Virginia Tech Shooting: State Police Take Over, 2007 Connection Unlikely
Virginia Tech officials report that a police officer and one other victim have been shot and killed on the school's campus, prompting Virginia State Police to take over the investigation as the school reels from its second on-campus shooting in five years.
Virginia Tech confirmed to news sources around 1:00 p.m. that a shooting had taken place on campus and that a police officer and unidentified second victim had been shot. No suspect has been identified so far, but the shootings have occured in the same week that families of the 2007 Virginia Tech massacre victims moved to fine the school for its slow response four and a half years ago.
Virginia Tech Launches Campus-Wide Alert
The shootings began near the Coliseum parking lot on the Virginia Tech campus. Thursday was a designated reading day' before end-of-semester exams, so no classes were in session.
A campus-wide alert was issued shortly after the shooting was reported, and students and faculty were advised to stay inside with the doors locked. A second victim was found in the Cage parking lot shortly afterwards.
The reaction time of Virginia Tech officials was much faster than in a similar case almost five years ago, when a lone gunman shot two students in a dorm room two hours before going on a shooting rampage that claimed over 30 lives. Within an hour after a police officer was reported shot, multiple agencies were involved, including the FBI and Virginia State Police, who are taking the lead in the investigation, a statement by Virginia Tech confirmed.
2007 Massacre
The first shooting, which occurred during a routine traffic stop by the unidentified Virginia Tech police officer, comes four and a half years after the 2007 Virginia Tech massacre on April 16, 2007, another on-campus shooting that claimed 32 student and faculty lives before shooter Seung-Hui Cho committed suicide.
Cho, 23, wounded an additional 25 students and faculty members before turning the gun on himself. The massacre was the deadliest shooting by a single gunman in U.S. history, and the worst mass shooting of college students since Syracuse University lost 36 students in the bombing of Pan Am Flight 103.

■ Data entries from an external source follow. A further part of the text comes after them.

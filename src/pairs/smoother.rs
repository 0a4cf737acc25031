//! State-space smoothing of a noisy scalar series.
//!
//! The primary estimator is a local-level Kalman filter:
//!
//! ```text
//! x[t] = x[t-1] + w,  w ~ N(0, q)
//! y[t] = x[t]   + v,  v ~ N(0, r)
//! ```
//!
//! [`Smoother::filter`] is causal: the estimate at `t` uses only `y[..=t]`
//! and is what drives trading. [`Smoother::smooth`] runs a backward
//! Rauch-Tung-Striebel pass on top and looks ahead; it is for diagnostics.
//!
//! When the Kalman parameters cannot form a valid model the builder falls
//! back to a trailing rolling mean. Output length is the same either way.

use crate::error::{EngineError, Result};
use serde::{Deserialize, Serialize};
use tracing::warn;

pub const DEFAULT_PROCESS_VAR: f64 = 1e-3;
pub const DEFAULT_OBS_VAR: f64 = 1e-2;
pub const DEFAULT_INITIAL_STATE_VAR: f64 = 1.0;

pub const FALLBACK_WINDOW: usize = 10;
pub const FALLBACK_MIN_PERIODS: usize = 3;

/// A scalar series smoother. Values that cannot be estimated yet are `NaN`.
pub trait Smoother: Send + Sync {
    fn name(&self) -> &str;

    /// Causal estimate at every index.
    fn filter(&self, y: &[f64]) -> Vec<f64>;

    /// Estimate at every index using the whole series.
    fn smooth(&self, y: &[f64]) -> Vec<f64> {
        self.filter(y)
    }
}

/// Which smoother to build.
#[derive(Debug, Clone, Copy, PartialEq, Eq, Default, Serialize, Deserialize)]
#[serde(rename_all = "kebab-case")]
pub enum SmootherKind {
    #[default]
    Kalman,
    RollingMean,
}

/// Local-level Kalman filter and RTS smoother.
#[derive(Debug, Clone, Copy, PartialEq)]
pub struct KalmanSmoother {
    process_var: f64,
    obs_var: f64,
    initial_state_var: f64,
}

/// Forward pass output.
struct FilterPass {
    predicted_mean: Vec<f64>,
    predicted_var: Vec<f64>,
    filtered_mean: Vec<f64>,
    filtered_var: Vec<f64>,
}

impl KalmanSmoother {
    /// Build a filter with process variance `q` and observation variance `r`.
    ///
    /// Fails with [`EngineError::MissingEstimator`] unless `q >= 0` and `r > 0`.
    pub fn new(process_var: f64, obs_var: f64) -> Result<Self> {
        if !(process_var.is_finite() && process_var >= 0.0) {
            return Err(EngineError::MissingEstimator(format!(
                "Kalman process variance must be finite and non-negative, got {}",
                process_var
            )));
        }
        if !(obs_var.is_finite() && obs_var > 0.0) {
            return Err(EngineError::MissingEstimator(format!(
                "Kalman observation variance must be finite and positive, got {}",
                obs_var
            )));
        }
        Ok(Self {
            process_var,
            obs_var,
            initial_state_var: DEFAULT_INITIAL_STATE_VAR,
        })
    }

    fn forward(&self, y: &[f64]) -> FilterPass {
        let n = y.len();
        let mut pass = FilterPass {
            predicted_mean: Vec::with_capacity(n),
            predicted_var: Vec::with_capacity(n),
            filtered_mean: Vec::with_capacity(n),
            filtered_var: Vec::with_capacity(n),
        };

        // Initial state is the first finite observation.
        let Some(first) = y.iter().copied().find(|v| v.is_finite()) else {
            pass.filtered_mean = vec![f64::NAN; n];
            return pass;
        };

        let mut mean = first;
        let mut var = self.initial_state_var;

        for (t, &obs) in y.iter().enumerate() {
            if t > 0 {
                var += self.process_var;
            }
            pass.predicted_mean.push(mean);
            pass.predicted_var.push(var);

            // Missing observations skip the update.
            if obs.is_finite() {
                let gain = var / (var + self.obs_var);
                mean += gain * (obs - mean);
                var *= 1.0 - gain;
            }
            pass.filtered_mean.push(mean);
            pass.filtered_var.push(var);
        }
        pass
    }
}

impl Smoother for KalmanSmoother {
    fn name(&self) -> &str {
        "kalman"
    }

    fn filter(&self, y: &[f64]) -> Vec<f64> {
        self.forward(y).filtered_mean
    }

    fn smooth(&self, y: &[f64]) -> Vec<f64> {
        let pass = self.forward(y);
        let n = pass.filtered_mean.len();
        if n == 0 || pass.predicted_var.len() != n {
            return pass.filtered_mean;
        }

        let mut smoothed = pass.filtered_mean.clone();
        for t in (0..n - 1).rev() {
            let pred_var = pass.predicted_var[t + 1];
            let gain = if pred_var > 0.0 {
                pass.filtered_var[t] / pred_var
            } else {
                0.0
            };
            smoothed[t] =
                pass.filtered_mean[t] + gain * (smoothed[t + 1] - pass.predicted_mean[t + 1]);
        }
        smoothed
    }
}

/// Trailing rolling mean over finite values.
#[derive(Debug, Clone, Copy, PartialEq)]
pub struct RollingMeanSmoother {
    window: usize,
    min_periods: usize,
}

impl Default for RollingMeanSmoother {
    fn default() -> Self {
        Self::new(FALLBACK_WINDOW, FALLBACK_MIN_PERIODS)
    }
}

impl RollingMeanSmoother {
    pub fn new(window: usize, min_periods: usize) -> Self {
        let window = window.max(1);
        Self {
            window,
            min_periods: min_periods.clamp(1, window),
        }
    }
}

impl Smoother for RollingMeanSmoother {
    fn name(&self) -> &str {
        "rolling-mean"
    }

    fn filter(&self, y: &[f64]) -> Vec<f64> {
        (0..y.len())
            .map(|t| {
                let start = (t + 1).saturating_sub(self.window);
                let finite: Vec<f64> = y[start..=t].iter().copied().filter(|v| v.is_finite()).collect();
                if finite.len() < self.min_periods {
                    f64::NAN
                } else {
                    finite.iter().sum::<f64>() / finite.len() as f64
                }
            })
            .collect()
    }
}

/// Build the requested smoother, falling back to the rolling mean when the
/// Kalman model cannot be constructed.
pub fn build_smoother(kind: SmootherKind, process_var: f64, obs_var: f64) -> Box<dyn Smoother> {
    match kind {
        SmootherKind::Kalman => match KalmanSmoother::new(process_var, obs_var) {
            Ok(k) => Box::new(k),
            Err(e) => {
                warn!("{}; falling back to rolling-mean smoothing", e);
                Box::new(RollingMeanSmoother::default())
            }
        },
        SmootherKind::RollingMean => Box::new(RollingMeanSmoother::default()),
    }
}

A Virginia Tech Review Panel was completed in August 2007, with more than 127 pages devoted to Cho's troubled history, faulting university officials for failing to share information about Cho's past that might have prevented the shooting and criticizing Virginia tech's counseling center.
An Education Department report released in May 2010, meanwhile, claimed Virginia Tech failed to comply with a federal law that requires quick alerts to students in the event of campus emergencies. Though Virginia Tech contested the findings, saying the school could only act based on the best information then available, investigators stuck by their contention that the school failed to respond in a timely manner.

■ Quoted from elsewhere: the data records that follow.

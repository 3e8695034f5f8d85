//! Configuration loading and environment override tests

use kiln_config::{ConfigError, ConfigLoader};
use pretty_assertions::assert_eq;
use serial_test::serial;
use std::env;
use std::fs;
use std::path::{Path, PathBuf};
use tempfile::TempDir;

fn create_config_file(dir: &Path, content: &str) -> PathBuf {
    let config_path = dir.join("kiln.toml");
    fs::write(&config_path, content).unwrap();
    config_path
}

fn clear_env() {
    env::remove_var("KILN_GENERATED_DIR");
    env::remove_var("KILN_SEARCH_ROOTS");
}

#[test]
#[serial]
fn test_load_when_no_config_exists() {
    clear_env();
    let temp_dir = TempDir::new().unwrap();

    let config = ConfigLoader::new().load_from_directory(temp_dir.path()).unwrap();

    assert!(!config.is_project());
    assert_eq!(config.base_dir(), temp_dir.path());
    assert_eq!(config.generated_dir_path(), temp_dir.path().join("bin/generated"));
}

#[test]
#[serial]
fn test_load_from_deep_subdirectory() {
    clear_env();
    let temp_dir = TempDir::new().unwrap();
    create_config_file(
        temp_dir.path(),
        r#"
[project]
name = "blinky"

[packages]
search_roots = ["repos/core", "local"]
hash_ignore = ["build"]
"#,
    );
    let deep = temp_dir.path().join("local/apps/blinky/src");
    fs::create_dir_all(&deep).unwrap();

    let config = ConfigLoader::new().load_from_directory(&deep).unwrap();

    assert_eq!(config.project_name(), Some("blinky"));
    assert_eq!(
        config.search_root_paths(),
        vec![
            temp_dir.path().join("repos/core"),
            temp_dir.path().join("local")
        ]
    );
    assert_eq!(config.hash_ignore(), ["build".to_string()]);
}

#[test]
#[serial]
fn test_invalid_toml_reports_file() {
    clear_env();
    let temp_dir = TempDir::new().unwrap();
    let path = create_config_file(temp_dir.path(), "[project\n");

    let err = ConfigLoader::new().load_from_directory(temp_dir.path()).unwrap_err();
    match err {
        ConfigError::TomlParseError { file, .. } => assert_eq!(file, path),
        other => panic!("unexpected error: {}", other),
    }
}

#[test]
#[serial]
fn test_env_override_generated_dir() {
    clear_env();
    let temp_dir = TempDir::new().unwrap();
    create_config_file(temp_dir.path(), "[build]\ngenerated_dir = \"gen\"\n");

    env::set_var("KILN_GENERATED_DIR", "out/generated");
    let config = ConfigLoader::new().load_from_directory(temp_dir.path()).unwrap();
    clear_env();

    assert_eq!(
        config.generated_dir_path(),
        temp_dir.path().join("out/generated")
    );
}

#[test]
#[serial]
fn test_env_override_search_roots() {
    clear_env();
    let temp_dir = TempDir::new().unwrap();
    create_config_file(temp_dir.path(), "");

    env::set_var("KILN_SEARCH_ROOTS", "a:b::c");
    let config = ConfigLoader::new().load_from_directory(temp_dir.path()).unwrap();
    clear_env();

    assert_eq!(
        config.search_root_paths(),
        vec![
            temp_dir.path().join("a"),
            temp_dir.path().join("b"),
            temp_dir.path().join("c")
        ]
    );
}

#[test]
#[serial]
fn test_env_override_is_validated() {
    clear_env();
    let temp_dir = TempDir::new().unwrap();

    env::set_var("KILN_GENERATED_DIR", "/absolute");
    let result = ConfigLoader::new().load_from_directory(temp_dir.path());
    clear_env();

    assert!(matches!(result, Err(ConfigError::InvalidPath { .. })));
}

#[test]
#[serial]
fn test_without_env_ignores_overrides() {
    clear_env();
    let temp_dir = TempDir::new().unwrap();

    env::set_var("KILN_SEARCH_ROOTS", "elsewhere");
    let config = ConfigLoader::new()
        .without_env()
        .load_from_directory(temp_dir.path())
        .unwrap();
    clear_env();

    assert_eq!(config.search_root_paths()[0], temp_dir.path().join("apps"));
}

In the immediate aftermath of the shooting and for years afterward, friends and family of the victims slammed Virginia Tech for its slow response time to reports of the massacre. Cho began his shooting spree by killing two people in an on-campus dorm-room, but it was only two hours later, when Cho went to the college's Norris Hall, that word spread to authorities of the shooter loose on campus.
Virginia Tech Hearing Happening This Week
In fact, parents of the Virginia Tech shooting victims testified only yesterday that they believed their children would have been alive today if the university has followed proper protocol, and senior VA Tech cops and officials were all in Washington, D.C. on Dec. 8 to appeal the resulting fine for their handling of the shooting.
James Moore, an Education Department official speaking with the parents, told ED administrative judge Ernest C. Canellos, pushed for Virginia Tech to face a heavy fine (up to $27,500 per violation) for failing to follow the Clery Act, which require timely and appropriate reporting of on-campus incidents to the proper authorities.
Moore testified in the 2007 case that there were shell casings and bloody footprints in the dorm room, but no suspect and no weapon at the scene, all reasons the university should have acted quickly to notify the authorities.
Suzanne Grimes meanwhile, the mother of injured student Kevin Sterne, said her son's injuries and other students' deaths could easily have been prevented. He was never informed, Grimes said, according to a Fox News report.
Two Shootings Connected?
Coming as it does in the same week that families victimized by the 2007 Virginia Tech shooting testify against the university,the most recent shooting at the college has led some news sources to speculate that the two on-campus shootings may be linked.
Virginia State police had no comment on whether or not the two shootings could be connected, or whether the shooter could be an admirer of Cho's from some years ago. Campus police referred all questions to university officials.
Dana Cruikshank, communications manager at Virginia Tech's College of Architecture and Urban Studies, said there was nothing to indicate that the 2011 shootings that occurred today were connected to the 2007 massacre by Seung-Hui Cho.